** Opening DATASET EXCERPTS block **

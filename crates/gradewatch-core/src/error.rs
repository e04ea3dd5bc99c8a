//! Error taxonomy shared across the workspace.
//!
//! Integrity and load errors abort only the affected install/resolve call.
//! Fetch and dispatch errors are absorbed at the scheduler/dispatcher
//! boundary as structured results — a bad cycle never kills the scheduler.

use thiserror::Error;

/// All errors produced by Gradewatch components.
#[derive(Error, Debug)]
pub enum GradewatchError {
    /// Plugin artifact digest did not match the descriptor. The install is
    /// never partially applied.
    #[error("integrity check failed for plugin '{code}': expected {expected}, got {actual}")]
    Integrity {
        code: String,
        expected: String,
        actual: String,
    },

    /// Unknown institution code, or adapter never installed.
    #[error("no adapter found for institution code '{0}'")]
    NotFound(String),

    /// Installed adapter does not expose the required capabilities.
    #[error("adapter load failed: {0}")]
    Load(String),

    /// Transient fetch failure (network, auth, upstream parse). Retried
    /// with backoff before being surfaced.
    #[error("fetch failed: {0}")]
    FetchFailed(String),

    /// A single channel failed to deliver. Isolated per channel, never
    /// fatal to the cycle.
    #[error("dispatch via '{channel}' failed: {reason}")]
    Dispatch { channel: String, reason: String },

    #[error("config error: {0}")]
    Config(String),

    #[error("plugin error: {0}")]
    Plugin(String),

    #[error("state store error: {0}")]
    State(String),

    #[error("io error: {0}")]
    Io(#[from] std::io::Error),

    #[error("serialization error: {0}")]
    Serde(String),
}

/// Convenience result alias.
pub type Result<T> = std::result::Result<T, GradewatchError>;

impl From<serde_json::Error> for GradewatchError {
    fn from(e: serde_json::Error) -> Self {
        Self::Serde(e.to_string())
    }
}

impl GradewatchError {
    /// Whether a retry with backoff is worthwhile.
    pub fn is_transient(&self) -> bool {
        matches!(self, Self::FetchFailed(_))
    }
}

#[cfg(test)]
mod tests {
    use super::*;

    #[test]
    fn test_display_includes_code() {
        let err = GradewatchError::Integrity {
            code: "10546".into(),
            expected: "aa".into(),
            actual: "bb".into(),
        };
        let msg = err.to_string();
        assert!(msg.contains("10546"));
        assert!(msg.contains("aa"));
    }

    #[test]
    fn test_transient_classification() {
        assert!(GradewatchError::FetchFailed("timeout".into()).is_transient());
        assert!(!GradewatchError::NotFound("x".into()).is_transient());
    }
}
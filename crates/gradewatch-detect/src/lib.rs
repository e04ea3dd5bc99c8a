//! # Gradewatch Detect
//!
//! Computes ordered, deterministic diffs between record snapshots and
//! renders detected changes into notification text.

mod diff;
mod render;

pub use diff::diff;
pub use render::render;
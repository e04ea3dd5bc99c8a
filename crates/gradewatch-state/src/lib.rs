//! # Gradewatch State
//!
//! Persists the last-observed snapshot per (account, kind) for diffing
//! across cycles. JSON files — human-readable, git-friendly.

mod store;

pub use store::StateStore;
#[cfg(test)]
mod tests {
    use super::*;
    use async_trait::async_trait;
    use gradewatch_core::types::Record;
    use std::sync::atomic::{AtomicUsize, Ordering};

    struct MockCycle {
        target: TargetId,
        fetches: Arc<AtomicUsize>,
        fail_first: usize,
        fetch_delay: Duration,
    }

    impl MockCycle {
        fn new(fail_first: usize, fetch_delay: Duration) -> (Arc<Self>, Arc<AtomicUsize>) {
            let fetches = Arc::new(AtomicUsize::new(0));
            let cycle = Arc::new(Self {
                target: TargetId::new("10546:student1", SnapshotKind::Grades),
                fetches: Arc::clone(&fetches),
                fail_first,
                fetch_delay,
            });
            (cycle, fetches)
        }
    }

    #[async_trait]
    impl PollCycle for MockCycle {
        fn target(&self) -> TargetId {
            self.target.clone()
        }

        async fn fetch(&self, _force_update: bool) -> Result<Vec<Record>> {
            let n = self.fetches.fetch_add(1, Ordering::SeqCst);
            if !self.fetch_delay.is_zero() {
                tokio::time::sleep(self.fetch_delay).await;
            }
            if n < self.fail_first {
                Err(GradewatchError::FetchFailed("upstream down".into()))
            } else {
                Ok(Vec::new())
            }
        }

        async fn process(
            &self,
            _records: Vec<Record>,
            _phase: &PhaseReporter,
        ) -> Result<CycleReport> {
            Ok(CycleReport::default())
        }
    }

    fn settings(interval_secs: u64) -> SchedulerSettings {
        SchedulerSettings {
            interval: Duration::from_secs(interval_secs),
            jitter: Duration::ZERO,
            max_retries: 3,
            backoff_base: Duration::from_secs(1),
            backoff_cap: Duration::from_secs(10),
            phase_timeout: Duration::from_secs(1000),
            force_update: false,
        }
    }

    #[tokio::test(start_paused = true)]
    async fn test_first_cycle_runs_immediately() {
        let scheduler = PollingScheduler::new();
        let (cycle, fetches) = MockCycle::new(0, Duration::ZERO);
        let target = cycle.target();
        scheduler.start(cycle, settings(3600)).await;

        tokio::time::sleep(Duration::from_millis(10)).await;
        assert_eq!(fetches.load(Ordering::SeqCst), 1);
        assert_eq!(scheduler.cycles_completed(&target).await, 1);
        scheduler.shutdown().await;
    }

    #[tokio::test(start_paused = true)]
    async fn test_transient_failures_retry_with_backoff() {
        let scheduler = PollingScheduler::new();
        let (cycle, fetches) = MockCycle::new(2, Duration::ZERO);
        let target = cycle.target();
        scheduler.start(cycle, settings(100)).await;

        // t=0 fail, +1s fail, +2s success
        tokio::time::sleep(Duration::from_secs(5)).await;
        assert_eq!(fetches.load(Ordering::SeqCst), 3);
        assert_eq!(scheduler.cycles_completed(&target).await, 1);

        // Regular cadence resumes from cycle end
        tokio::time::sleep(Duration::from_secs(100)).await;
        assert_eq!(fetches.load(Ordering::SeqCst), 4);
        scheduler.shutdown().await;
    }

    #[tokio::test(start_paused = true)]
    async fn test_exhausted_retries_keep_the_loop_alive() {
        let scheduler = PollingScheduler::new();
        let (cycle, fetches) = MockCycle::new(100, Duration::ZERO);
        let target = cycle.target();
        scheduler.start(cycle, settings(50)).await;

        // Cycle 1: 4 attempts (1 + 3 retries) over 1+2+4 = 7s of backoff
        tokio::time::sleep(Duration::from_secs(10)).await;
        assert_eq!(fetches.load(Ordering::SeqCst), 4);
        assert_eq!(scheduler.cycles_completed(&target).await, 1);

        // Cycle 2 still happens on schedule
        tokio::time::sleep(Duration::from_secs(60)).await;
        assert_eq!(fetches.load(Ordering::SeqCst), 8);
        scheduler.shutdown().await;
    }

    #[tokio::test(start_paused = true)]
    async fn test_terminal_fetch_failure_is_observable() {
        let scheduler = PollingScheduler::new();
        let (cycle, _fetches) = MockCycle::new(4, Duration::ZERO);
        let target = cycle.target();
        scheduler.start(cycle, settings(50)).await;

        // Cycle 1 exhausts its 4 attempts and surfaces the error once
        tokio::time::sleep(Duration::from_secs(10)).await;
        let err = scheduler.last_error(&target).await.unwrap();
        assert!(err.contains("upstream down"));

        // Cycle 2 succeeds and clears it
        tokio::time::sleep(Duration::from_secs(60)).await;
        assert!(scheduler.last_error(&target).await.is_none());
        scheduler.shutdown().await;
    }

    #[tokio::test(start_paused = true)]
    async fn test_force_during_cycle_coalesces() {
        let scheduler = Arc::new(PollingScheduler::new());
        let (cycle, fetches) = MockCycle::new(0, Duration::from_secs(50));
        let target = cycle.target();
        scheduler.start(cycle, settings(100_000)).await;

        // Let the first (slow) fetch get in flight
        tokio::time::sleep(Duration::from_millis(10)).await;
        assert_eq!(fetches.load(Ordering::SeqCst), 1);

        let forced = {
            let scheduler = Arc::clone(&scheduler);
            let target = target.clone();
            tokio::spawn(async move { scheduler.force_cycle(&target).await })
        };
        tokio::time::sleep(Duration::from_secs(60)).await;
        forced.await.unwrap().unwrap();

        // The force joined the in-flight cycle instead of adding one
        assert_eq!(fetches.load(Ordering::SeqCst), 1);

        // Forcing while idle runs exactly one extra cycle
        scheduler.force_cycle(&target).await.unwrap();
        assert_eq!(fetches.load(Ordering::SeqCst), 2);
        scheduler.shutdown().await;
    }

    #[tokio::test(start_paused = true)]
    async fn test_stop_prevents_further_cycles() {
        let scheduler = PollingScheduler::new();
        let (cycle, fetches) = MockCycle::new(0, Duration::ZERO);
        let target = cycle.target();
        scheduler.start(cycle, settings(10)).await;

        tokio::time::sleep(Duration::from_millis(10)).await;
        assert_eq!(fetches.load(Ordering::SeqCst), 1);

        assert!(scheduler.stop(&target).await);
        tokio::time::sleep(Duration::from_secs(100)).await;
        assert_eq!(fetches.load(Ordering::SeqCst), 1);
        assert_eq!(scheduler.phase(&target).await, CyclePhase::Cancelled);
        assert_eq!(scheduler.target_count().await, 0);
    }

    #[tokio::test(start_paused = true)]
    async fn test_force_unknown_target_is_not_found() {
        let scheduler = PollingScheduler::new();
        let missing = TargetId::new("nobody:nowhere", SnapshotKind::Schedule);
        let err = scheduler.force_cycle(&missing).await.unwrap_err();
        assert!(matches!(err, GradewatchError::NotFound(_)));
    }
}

** Closing DATASET EXCERPTS block **

| EXERCISE REQUIREMENTS |
Begin at the line above that has "assert!(scheduler.last_error(&target).await.is_none());" and stop after the line that has "scheduler.start(cycle, settings(100_000)).await;", copying each line exactly and adding nothing else.

| RESPONSE TO THIS TASK |
        assert!(scheduler.last_error(&target).await.is_none());
        scheduler.shutdown().await;
    }

    #[tokio::test(start_paused = true)]
    async fn test_force_during_cycle_coalesces() {
        let scheduler = Arc::new(PollingScheduler::new());
        let (cycle, fetches) = MockCycle::new(0, Duration::from_secs(50));
        let target = cycle.target();
        scheduler.start(cycle, settings(100_000)).await;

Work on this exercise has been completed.